> [DATA TO EXAMINE]
= = = = = = =

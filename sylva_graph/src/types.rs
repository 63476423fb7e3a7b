// Copyright 2026 the Sylva Authors
// SPDX-License-Identifier: Apache-2.0 OR MIT

//! Public types for the scene graph: node identifiers, categories, classes,
//! hits, and lifecycle events.

use kurbo::Point;

/// Identifier for a node in the scene tree.
///
/// This is a small, copyable handle that stays stable across updates but becomes
/// invalid when the underlying slot is reused.
/// It consists of a slot index and a generation counter.
///
/// ## Semantics
///
/// - On allocation, a fresh slot starts at generation `1`.
/// - On removal, the slot is freed; any existing `NodeId` that pointed to that slot is now stale.
/// - On reuse of a freed slot, its generation is incremented, producing a new, distinct `NodeId`.
///
/// ### Liveness
///
/// Use [`SceneTree::is_alive`](crate::SceneTree::is_alive) to check whether a
/// `NodeId` still refers to a live node. Stale `NodeId`s never alias a
/// different live node because the generation must match, which is also what
/// makes removal idempotent: a second removal of a stale id is a no-op.
#[derive(Copy, Clone, Debug, Eq, PartialEq, Hash)]
pub struct NodeId(pub(crate) u32, pub(crate) u32);

impl NodeId {
    pub(crate) const fn new(idx: u32, generation: u32) -> Self {
        Self(idx, generation)
    }

    pub(crate) const fn idx(self) -> usize {
        self.0 as usize
    }
}

/// How a node participates in the scene graph.
///
/// Object nodes live in their parent's ordered child list. Attachment nodes
/// are installed into a single named slot of their parent (for example, a
/// material attached to a mesh). Text and comment nodes exist only so the
/// reconciliation surface is complete; no work is ever performed for them.
#[derive(Copy, Clone, Debug, Eq, PartialEq, Hash)]
pub enum Category {
    /// Participates in the structural child-list hierarchy.
    Object,
    /// Installed into a named slot of its logical parent.
    Attachment,
    /// Accepted for interface completeness; never placed or patched.
    Text,
    /// Accepted for interface completeness; never placed or patched.
    Comment,
}

/// The constructible class of the underlying scene object.
///
/// The class is fixed at creation time and drives the factory conventions:
/// cameras register with the camera stack, materials and geometries default
/// to slot attachment, and meshes are eligible for pointer hit testing.
#[derive(Copy, Clone, Debug, Eq, PartialEq, Hash)]
pub enum ObjectClass {
    /// A plain grouping object with no special behavior.
    Group,
    /// A renderable object; eligible for pointer hit testing.
    Mesh,
    /// A light source.
    Light,
    /// A camera; registered with the camera stack on creation.
    Camera,
    /// A material; attaches into the `"material"` slot by default.
    Material,
    /// A geometry; attaches into the `"geometry"` slot by default.
    Geometry,
}

impl ObjectClass {
    /// The conventional slot name for classes that attach rather than nest,
    /// or `None` for structural classes.
    #[must_use]
    pub const fn default_slot(self) -> Option<&'static str> {
        match self {
            Self::Material => Some("material"),
            Self::Geometry => Some("geometry"),
            Self::Group | Self::Mesh | Self::Light | Self::Camera => None,
        }
    }
}

/// The result of a ray-intersection query striking a scene object.
///
/// Hit identity is the target [`NodeId`]; two hits refer to the same object
/// exactly when their targets are equal. The geometric test producing hits is
/// external to this crate (see `sylva_pointer`).
#[derive(Clone, Debug, PartialEq)]
pub struct PointerHit {
    /// The node the ray struck.
    pub target: NodeId,
    /// Distance from the ray origin to the intersection.
    pub distance: f64,
    /// Pointer position in screen space at the time of the query.
    pub position: Point,
}

/// Lifecycle notifications emitted by the tree and drained by the caller.
///
/// These are the two observable effects the tree exposes outward: an "added"
/// notification on structural insertion, and a disposal notification when a
/// node is released. Subscribers use them to run setup hooks and to free
/// resources held by the underlying graphics objects.
#[derive(Copy, Clone, Debug, Eq, PartialEq)]
pub enum TreeEvent {
    /// The node was spliced into a parent's child list.
    Added(NodeId),
    /// The node was released; its `NodeId` is now stale.
    Disposed(NodeId),
}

= = = = = = =

Output every entry shown above, exactly.

filename sylva_graph/src/types.rs
repository 63476423fb7e3a7b
// Copyright 2026 the Sylva Authors
// SPDX-License-Identifier: Apache-2.0 OR MIT

//! Public types for the scene graph: node identifiers, categories, classes,
//! hits, and lifecycle events.

use kurbo::Point;

/// Identifier for a node in the scene tree.
///
/// This is a small, copyable handle that stays stable across updates but becomes
/// invalid when the underlying slot is reused.
/// It consists of a slot index and a generation counter.
///
/// ## Semantics
///
/// - On allocation, a fresh slot starts at generation `1`.
/// - On removal, the slot is freed; any existing `NodeId` that pointed to that slot is now stale.
/// - On reuse of a freed slot, its generation is incremented, producing a new, distinct `NodeId`.
///
/// ### Liveness
///
/// Use [`SceneTree::is_alive`](crate::SceneTree::is_alive) to check whether a
/// `NodeId` still refers to a live node. Stale `NodeId`s never alias a
/// different live node because the generation must match, which is also what
/// makes removal idempotent: a second removal of a stale id is a no-op.
#[derive(Copy, Clone, Debug, Eq, PartialEq, Hash)]
pub struct NodeId(pub(crate) u32, pub(crate) u32);

impl NodeId {
    pub(crate) const fn new(idx: u32, generation: u32) -> Self {
        Self(idx, generation)
    }

    pub(crate) const fn idx(self) -> usize {
        self.0 as usize
    }
}

/// How a node participates in the scene graph.
///
/// Object nodes live in their parent's ordered child list. Attachment nodes
/// are installed into a single named slot of their parent (for example, a
/// material attached to a mesh). Text and comment nodes exist only so the
/// reconciliation surface is complete; no work is ever performed for them.
#[derive(Copy, Clone, Debug, Eq, PartialEq, Hash)]
pub enum Category {
    /// Participates in the structural child-list hierarchy.
    Object,
    /// Installed into a named slot of its logical parent.
    Attachment,
    /// Accepted for interface completeness; never placed or patched.
    Text,
    /// Accepted for interface completeness; never placed or patched.
    Comment,
}

/// The constructible class of the underlying scene object.
///
/// The class is fixed at creation time and drives the factory conventions:
/// cameras register with the camera stack, materials and geometries default
/// to slot attachment, and meshes are eligible for pointer hit testing.
#[derive(Copy, Clone, Debug, Eq, PartialEq, Hash)]
pub enum ObjectClass {
    /// A plain grouping object with no special behavior.
    Group,
    /// A renderable object; eligible for pointer hit testing.
    Mesh,
    /// A light source.
    Light,
    /// A camera; registered with the camera stack on creation.
    Camera,
    /// A material; attaches into the `"material"` slot by default.
    Material,
    /// A geometry; attaches into the `"geometry"` slot by default.
    Geometry,
}

impl ObjectClass {
    /// The conventional slot name for classes that attach rather than nest,
    /// or `None` for structural classes.
    #[must_use]
    pub const fn default_slot(self) -> Option<&'static str> {
        match self {
            Self::Material => Some("material"),
            Self::Geometry => Some("geometry"),
            Self::Group | Self::Mesh | Self::Light | Self::Camera => None,
        }
    }
}

/// The result of a ray-intersection query striking a scene object.
///
/// Hit identity is the target [`NodeId`]; two hits refer to the same object
/// exactly when their targets are equal. The geometric test producing hits is
/// external to this crate (see `sylva_pointer`).
#[derive(Clone, Debug, PartialEq)]
pub struct PointerHit {
    /// The node the ray struck.
    pub target: NodeId,
    /// Distance from the ray origin to the intersection.
    pub distance: f64,
    /// Pointer position in screen space at the time of the query.
    pub position: Point,
}

/// Lifecycle notifications emitted by the tree and drained by the caller.
///
/// These are the two observable effects the tree exposes outward: an "added"
/// notification on structural insertion, and a disposal notification when a
/// node is released. Subscribers use them to run setup hooks and to free
/// resources held by the underlying graphics objects.
#[derive(Copy, Clone, Debug, Eq, PartialEq)]
pub enum TreeEvent {
    /// The node was spliced into a parent's child list.
    Added(NodeId),
    /// The node was released; its `NodeId` is now stale.
    Disposed(NodeId),
}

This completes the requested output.